At EU level, there is an overall objective to have 20% of final consumption from renewable energy. This has been a great effort for some countries and this objective takes into account the diversity of national situations. The important thing was to ensure that all countries would make huge efforts and increase their share of renewables. This share will certainly increase further after 2020. But it is premature at this stage to say what the new share will be. This is exactly what we are discussing with all Member States and the European Parliament within the debate on the Roadmap 2050. Various scenarios are being considered, and according to the efforts made by the countries, we will be able to simultaneously secure a low-carbon energy system and a secure supply. And again, energy efficiency remains the most promising way of reaching a reduction of more than 80% of emissions in our energy system: the margin of progress is enormous. And it would certainly favour the creation of jobs within the EU.
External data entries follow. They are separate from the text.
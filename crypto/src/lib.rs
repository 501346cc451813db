//! Hashing for the daoforge system.
//!
//! - **Blake2b-256** for all deterministic identifiers
//! - Proposal ids from `(dao id, calls, description)`
//! - Operation hashes from `(calls, predecessor, salt)`
//! - Component address derivation at provisioning time

pub mod hash;

pub use hash::{blake2b_256, blake2b_256_multi, derive_address, operation_hash, proposal_id};
//! The treasury engine.

use crate::error::TreasuryError;
use daoforge_types::{Address, Timestamp};
use serde::{Deserialize, Serialize};
use std::collections::BTreeMap;
use tracing::debug;

/// Emitted on value movements.
#[derive(Clone, Debug, PartialEq, Eq, Serialize, Deserialize)]
pub enum TreasuryEvent {
    Deposit {
        from: Address,
        /// `None` for native value.
        asset: Option<Address>,
        amount: u128,
        at: Timestamp,
    },
    Withdrawal {
        to: Address,
        asset: Option<Address>,
        amount: u128,
        at: Timestamp,
    },
}

/// Holds a DAO's funds. Deposits are open to anyone; withdrawals are gated
/// on the single configured controller address.
#[derive(Clone, Debug, Serialize, Deserialize)]
pub struct Treasury {
    address: Address,
    controller: Address,
    native_balance: u128,
    asset_balances: BTreeMap<Address, u128>,
    events: Vec<TreasuryEvent>,
}

impl Treasury {
    pub fn new(address: Address, controller: Address) -> Self {
        Self {
            address,
            controller,
            native_balance: 0,
            asset_balances: BTreeMap::new(),
            events: Vec::new(),
        }
    }

    pub fn address(&self) -> Address {
        self.address
    }

    pub fn controller(&self) -> Address {
        self.controller
    }

    pub fn native_balance(&self) -> u128 {
        self.native_balance
    }

    pub fn asset_balance(&self, asset: &Address) -> u128 {
        self.asset_balances.get(asset).copied().unwrap_or(0)
    }

    /// Deposit native value. Unsolicited; no gate.
    pub fn deposit_native(
        &mut self,
        from: &Address,
        amount: u128,
        now: Timestamp,
    ) -> Result<(), TreasuryError> {
        if amount == 0 {
            return Err(TreasuryError::ZeroAmount);
        }
        self.native_balance = self
            .native_balance
            .checked_add(amount)
            .ok_or(TreasuryError::Overflow)?;
        self.events.push(TreasuryEvent::Deposit {
            from: *from,
            asset: None,
            amount,
            at: now,
        });
        debug!(from = %from, amount, "native deposit");
        Ok(())
    }

    /// Deposit a held asset. Unsolicited; no gate.
    pub fn deposit_asset(
        &mut self,
        from: &Address,
        asset: Address,
        amount: u128,
        now: Timestamp,
    ) -> Result<(), TreasuryError> {
        if amount == 0 {
            return Err(TreasuryError::ZeroAmount);
        }
        let balance = self.asset_balances.entry(asset).or_insert(0);
        *balance = balance.checked_add(amount).ok_or(TreasuryError::Overflow)?;
        self.events.push(TreasuryEvent::Deposit {
            from: *from,
            asset: Some(asset),
            amount,
            at: now,
        });
        debug!(from = %from, asset = %asset, amount, "asset deposit");
        Ok(())
    }

    /// Withdraw native value to `to`. Controller only.
    pub fn withdraw_native(
        &mut self,
        caller: &Address,
        to: &Address,
        amount: u128,
        now: Timestamp,
    ) -> Result<(), TreasuryError> {
        self.check_withdrawal(caller, to, amount)?;
        if amount > self.native_balance {
            return Err(TreasuryError::InsufficientFunds {
                needed: amount,
                available: self.native_balance,
            });
        }
        self.native_balance -= amount;
        self.events.push(TreasuryEvent::Withdrawal {
            to: *to,
            asset: None,
            amount,
            at: now,
        });
        debug!(to = %to, amount, "native withdrawal");
        Ok(())
    }

    /// Withdraw a held asset to `to`. Controller only.
    pub fn withdraw_asset(
        &mut self,
        caller: &Address,
        asset: &Address,
        to: &Address,
        amount: u128,
        now: Timestamp,
    ) -> Result<(), TreasuryError> {
        self.check_withdrawal(caller, to, amount)?;
        let available = self.asset_balance(asset);
        if amount > available {
            return Err(TreasuryError::InsufficientFunds {
                needed: amount,
                available,
            });
        }
        self.asset_balances.insert(*asset, available - amount);
        self.events.push(TreasuryEvent::Withdrawal {
            to: *to,
            asset: Some(*asset),
            amount,
            at: now,
        });
        debug!(to = %to, asset = %asset, amount, "asset withdrawal");
        Ok(())
    }

    /// Drain accumulated events.
    pub fn take_events(&mut self) -> Vec<TreasuryEvent> {
        std::mem::take(&mut self.events)
    }

    fn check_withdrawal(
        &self,
        caller: &Address,
        to: &Address,
        amount: u128,
    ) -> Result<(), TreasuryError> {
        if *caller != self.controller {
            return Err(TreasuryError::OnlyController);
        }
        if to.is_zero() {
            return Err(TreasuryError::ZeroRecipient);
        }
        if amount == 0 {
            return Err(TreasuryError::ZeroAmount);
        }
        Ok(())
    }
}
How far away is Europe from achieving an acceptable level of sustainable energy production? What more can be done?
Europe is on track to achieve an acceptable level of sustainable energy production, but, as you might know, the energy mix is a matter of national competence and it is eventually up to Member States to choose their energy sources. However, within a Single Energy Market any decision has an impact on the overall system and requires some coordination at EU level. Last but not least, all scenarios explored by the Roadmap 2050 show that renewable energy will have more importance. It is important to get the balance right to have a diversified energy mix catering for our needs at the best price. The crucial decisions we need to take now will pave the way for the next decades. I would like also to add that it would be very wrong if some actors used the current economic context to slow down the efforts. This would be a major mistake also in terms of missed opportunities for economic recovery. Though renewable targets were on track, several Member States have reduced or stopped the current support schemes, creating a strong uncertainty for investors. And investors need certainty.
Though renewable targets were on track, several Member States have reduced or stopped the current support schemes, creating a strong uncertainty for investors. And investors need certainty.
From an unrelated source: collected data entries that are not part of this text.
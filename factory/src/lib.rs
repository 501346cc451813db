//! DAO provisioning.
//!
//! One call takes a [`daoforge_types::ProvisionConfig`] and produces a fully
//! wired DAO: voting token, delayed executor, proposal engine, and treasury,
//! with every capability handed to its final holder and none left with the
//! deployer. Provisioning is all-or-nothing; a failure partway leaves no
//! trace in the registry.

pub mod dao;
pub mod error;
pub mod factory;

pub use dao::Dao;
pub use error::ProvisionError;
pub use factory::{DaoFactory, FactoryEvent};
Saving 20% of primary energy consumption is an ambitious goal – what are the everyday steps that people can take at home and in their businesses to contribute to success?
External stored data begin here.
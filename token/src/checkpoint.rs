//! Append-only value checkpoints.
//!
//! Each mutation appends `(at, value)`; historical reads return the latest
//! checkpoint at or before the requested point. This is what makes vote
//! weight snapshots immune to later balance changes.

use daoforge_types::Timestamp;
use serde::{Deserialize, Serialize};

/// One recorded value at one point in time.
#[derive(Clone, Copy, Debug, PartialEq, Eq, Serialize, Deserialize)]
pub struct Checkpoint {
    pub at: Timestamp,
    pub value: u128,
}

/// An append-only checkpoint list ordered by timestamp.
#[derive(Clone, Debug, Default, PartialEq, Eq, Serialize, Deserialize)]
pub struct CheckpointHistory {
    entries: Vec<Checkpoint>,
}

impl CheckpointHistory {
    pub fn new() -> Self {
        Self::default()
    }

    /// Record `value` at `at`. Entries stay nondecreasing in time: a write
    /// at or before the latest checkpoint's timestamp overwrites that
    /// checkpoint instead of appending behind it, so `value_at`'s reverse
    /// scan always walks a sorted list.
    pub fn push(&mut self, at: Timestamp, value: u128) {
        match self.entries.last_mut() {
            Some(last) if last.at >= at => last.value = value,
            _ => self.entries.push(Checkpoint { at, value }),
        }
    }

    /// The most recent value, or zero if nothing was ever recorded.
    pub fn latest(&self) -> u128 {
        self.entries.last().map(|c| c.value).unwrap_or(0)
    }

    /// The value as of `point`: the latest checkpoint with `at <= point`.
    pub fn value_at(&self, point: Timestamp) -> u128 {
        self.entries
            .iter()
            .rev()
            .find(|c| c.at <= point)
            .map(|c| c.value)
            .unwrap_or(0)
    }

    pub fn len(&self) -> usize {
        self.entries.len()
    }

    pub fn is_empty(&self) -> bool {
        self.entries.is_empty()
    }
}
Energy efficiency is everyone’s business. We have made important proposals on buildings and services and I hope that Member States will maintain the same level of ambition. These proposals will constitute the framework for actions in public buildings, schools, industry, services, etc… But there are also a lot of choices that we can all make at home. The assessment of the energy performance of a “green” house or office shows that in many cases you can have a strong return on investments in a few years. And daily decisions on heat or lighting systems already have an impact on the bill you pay at the end of the month. I deeply think that the first thing to do is to be aware that energy is a cost. And while we must always pursue the target of affordable prices for all citizens, we must also be aware that nothing is for free.
Could you give some examples of Energy Days that are taking place that will inspire people to create their own?
Energy Days vary in format and size. Examples include special classes given by energy experts who explain to students how solar panels and wind mills work; professional workshops aimed at sharing the latest innovations and technologies in insulation materials; outdoor events and activities that allow people of different ages, class and education to experience the usefulness of renewable energy; guided tours for journalists interested in the economic advantages of energy efficiency. Energy Days take place in large capitals and in small villages all over Europe.
Ultimately, Energy Days are about people, so what really matters is the creativity, competence and motivation of their organisers, and how well connected they are with their local reality, city and region.